For industry attention, they used the in house Shaftesbury Media publicity department. In the US, they used a company called One PR.
For kids/parents attention, they enlisted the help of mommy bloggers. They did a press junket for a group of 8 influential mommy bloggers to come to Toronto to watch a shoot, see the making of the videos etc. This cost about $15000, but in hindsight they would have bought Facebook ads instead. Not that the goodwill hurt, but to spend that money to get these people to write reviews, it is likely they would have written about it for free just like any other journalist.
For social media interaction they worked with Fisheye Corporation. Tools they utilized included Facebook, Twitter, Tumblr, Youtube, own website with videos and contests.

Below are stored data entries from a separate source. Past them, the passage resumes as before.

use std::{
    fmt,
    iter::Sum,
    ops::{Add, Sub},
    str::FromStr,
};

use rust_decimal::{Decimal, RoundingStrategy, prelude::ToPrimitive};

use crate::{EngineError, ResultEngine};

/// Number of fractional digits every [`Money`] carries.
pub const MONEY_SCALE: u32 = 2;

/// Signed money amount with exactly two fractional digits.
///
/// Use this type for **all** monetary values in the engine (committed
/// amounts, actual spend, shortfalls and totals). Arithmetic stays in base 10
/// so repeated sums never drift the way binary floats do.
///
/// Any wider-precision input is quantized to the nearest cent with
/// **round-half-even** (banker's rounding): `0.125` becomes `0.12`, `0.135`
/// becomes `0.14`. The rule is applied everywhere a value enters the engine
/// (catalog amounts, billing rows, aggregator results).
///
/// # Examples
///
/// ```rust
/// use engine::Money;
///
/// let amount: Money = "12.345".parse().unwrap();
/// assert_eq!(amount.to_string(), "12.34");
/// assert_eq!(Money::from_minor(1050).to_string(), "10.50");
/// ```
///
/// Shortfall and surplus are a subtraction floored at zero:
///
/// ```rust
/// use engine::Money;
///
/// let committed = Money::from_minor(100_000);
/// let actual = Money::from_minor(90_000);
/// assert_eq!((committed - actual).max(Money::ZERO).to_string(), "100.00");
/// assert_eq!((actual - committed).max(Money::ZERO), Money::ZERO);
/// ```
#[derive(Clone, Copy, Debug, PartialEq, Eq, PartialOrd, Ord, Hash)]
pub struct Money(Decimal);

impl Money {
    pub const ZERO: Money = Money(Decimal::from_parts(0, 0, 0, false, MONEY_SCALE));

    /// Quantizes `value` to two fractional digits (round-half-even).
    ///
    /// Fails when the amount does not fit in `i64` minor units, the range the
    /// billing store can hold.
    pub fn new(value: Decimal) -> ResultEngine<Self> {
        let mut quantized =
            value.round_dp_with_strategy(MONEY_SCALE, RoundingStrategy::MidpointNearestEven);
        quantized.rescale(MONEY_SCALE);
        let money = Self(quantized);
        money.to_minor()?;
        Ok(money)
    }

    /// Builds an amount from integer minor units (cents).
    #[must_use]
    pub fn from_minor(minor: i64) -> Self {
        Self(Decimal::new(minor, MONEY_SCALE))
    }

    /// Returns the amount in minor units (cents).
    pub fn to_minor(self) -> ResultEngine<i64> {
        self.0
            .checked_mul(Decimal::ONE_HUNDRED)
            .and_then(|minor| minor.to_i64())
            .ok_or_else(|| EngineError::InvalidAmount(format!("{self} is out of range")))
    }

    /// Floating point approximation for serialization boundaries only.
    ///
    /// The value is already quantized, so the nearest `f64` round-trips to
    /// the same two-digit string.
    #[must_use]
    pub fn to_f64(self) -> f64 {
        self.0.to_f64().unwrap_or_default()
    }

    #[must_use]
    pub fn is_zero(self) -> bool {
        self.0.is_zero()
    }

    #[must_use]
    pub fn is_negative(self) -> bool {
        self.0.is_sign_negative() && !self.0.is_zero()
    }

    /// Checked addition.
    ///
    /// Returns `None` when the exact sum cannot keep two fractional digits.
    #[must_use]
    pub fn checked_add(self, rhs: Money) -> Option<Money> {
        self.0
            .checked_add(rhs.0)
            .filter(|sum| sum.scale() == MONEY_SCALE)
            .map(Money)
    }

    /// Checked subtraction, with the same contract as [`Money::checked_add`].
    #[must_use]
    pub fn checked_sub(self, rhs: Money) -> Option<Money> {
        self.0
            .checked_sub(rhs.0)
            .filter(|difference| difference.scale() == MONEY_SCALE)
            .map(Money)
    }
}

impl Default for Money {
    fn default() -> Self {
        Self::ZERO
    }
}

impl fmt::Display for Money {
    fn fmt(&self, f: &mut fmt::Formatter<'_>) -> fmt::Result {
        write!(f, "{:.2}", self.0)
    }
}

impl Add for Money {
    type Output = Money;

    fn add(self, rhs: Money) -> Self::Output {
        Money(self.0 + rhs.0)
    }
}

impl Sub for Money {
    type Output = Money;

    fn sub(self, rhs: Money) -> Self::Output {
        Money(self.0 - rhs.0)
    }
}

impl Sum for Money {
    fn sum<I: Iterator<Item = Money>>(iter: I) -> Self {
        iter.fold(Money::ZERO, Add::add)
    }
}

impl FromStr for Money {
    type Err = EngineError;

    /// Parses a decimal string and quantizes it to cents.
    ///
    /// Accepts an optional leading sign, any number of fractional digits and
    /// scientific notation (`1e3`), which is what JSON numbers may look like.
    fn from_str(s: &str) -> Result<Self, Self::Err> {
        let trimmed = s.trim();
        if trimmed.is_empty() {
            return Err(EngineError::InvalidAmount("empty amount".to_string()));
        }
        let unsigned = trimmed.strip_prefix('+').unwrap_or(trimmed);

        let value = if unsigned.contains(['e', 'E']) {
            Decimal::from_scientific(unsigned)
        } else {
            Decimal::from_str(unsigned)
        }
        .map_err(|_| EngineError::InvalidAmount(format!("invalid amount: {trimmed}")))?;

        Money::new(value)
    }
}
//! Integration tests for the lobprob binary

use std::path::Path;
use std::process::{Command, Output};

fn lobprob(args: &[&str]) -> Output {
    Command::new(env!("CARGO_BIN_EXE_lobprob"))
        .args(args)
        .env_remove("LOBPROB_CONFIG")
        .output()
        .expect("failed to run lobprob")
}

fn path_arg(path: &Path) -> &str {
    path.to_str().expect("non-utf8 temp path")
}

#[test]
fn test_write_default_then_run_json() {
    let dir = tempfile::tempdir().unwrap();
    let path = dir.path().join("experiment.toml");

    let output = lobprob(&["--write-default", path_arg(&path)]);
    assert!(output.status.success(), "{:?}", output);
    assert!(path.exists());

    let output = lobprob(&[
        "--config",
        path_arg(&path),
        "--trials",
        "300",
        "--seed",
        "3",
        "--json",
    ]);
    assert!(output.status.success(), "{:?}", output);

    let results: serde_json::Value = serde_json::from_slice(&output.stdout).unwrap();
    let results = results.as_array().unwrap();
    assert_eq!(results.len(), 5);
    for result in results {
        assert_eq!(result["report"]["trials"], 300);
        let p = result["report"]["probability"].as_f64().unwrap();
        assert!((0.0..=1.0).contains(&p));
    }
    assert!(results[4]["reach_probability"].is_f64());
    assert!(results[0].get("initial_book").is_none());
    assert_eq!(results[2]["initial_book"]["bids"][0][0], 0);
    assert_eq!(results[2]["initial_book"]["asks"][0][0], 10);
}

#[test]
fn test_sequential_run_is_reproducible() {
    let run = || {
        lobprob(&["--trials", "200", "--seed", "11", "--sequential", "--json"]).stdout
    };
    assert_eq!(run(), run());
}

#[test]
fn test_missing_config_fails() {
    let dir = tempfile::tempdir().unwrap();
    let path = dir.path().join("absent.toml");
    let output = lobprob(&["--config", path_arg(&path)]);
    assert!(!output.status.success());
    let stderr = String::from_utf8_lossy(&output.stderr);
    assert!(stderr.contains("loading experiment file"), "{}", stderr);
}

Created 73 video assets of behind the scenes of production in order to get viewers to know the characters more intimately with backstories and explanations on using the app and what the show would be like. This was slowly dripped out in the lead up to launch.
The team released iPhone recorded videos of music recording sessions, dance rehearsals, cast doing demos of the app to show how it worked. Prize giveaways consisted of asking viewers to record themselves singing one of the songs and uploading it to the Facebook page for a chance to win. They Livestreamed the launch party on Facebook so the audience could join in and people could ask questions with the cast standing in front of the camera to answer. A street team was deployed at local pop concerts happening in Toronto with flyers promoting the show. This was all done in the lead up to launch day in order to build up audience anticipation.
Partnered with Wattpad, a young adult fiction site where amateur writers upload their stories without pay, but some writers have millions and millions of followers. They worked with 5 of the most popular writers and gave each a character from the story and had them write a backstory that did not previously exist. All the backstories led up to the first episode the viewer would see.
They promoted it on Wattpad with character videos explaining what the app was, encouraging viewers to read the backstory on Wattpad, and promoting the launch date and Facebook page.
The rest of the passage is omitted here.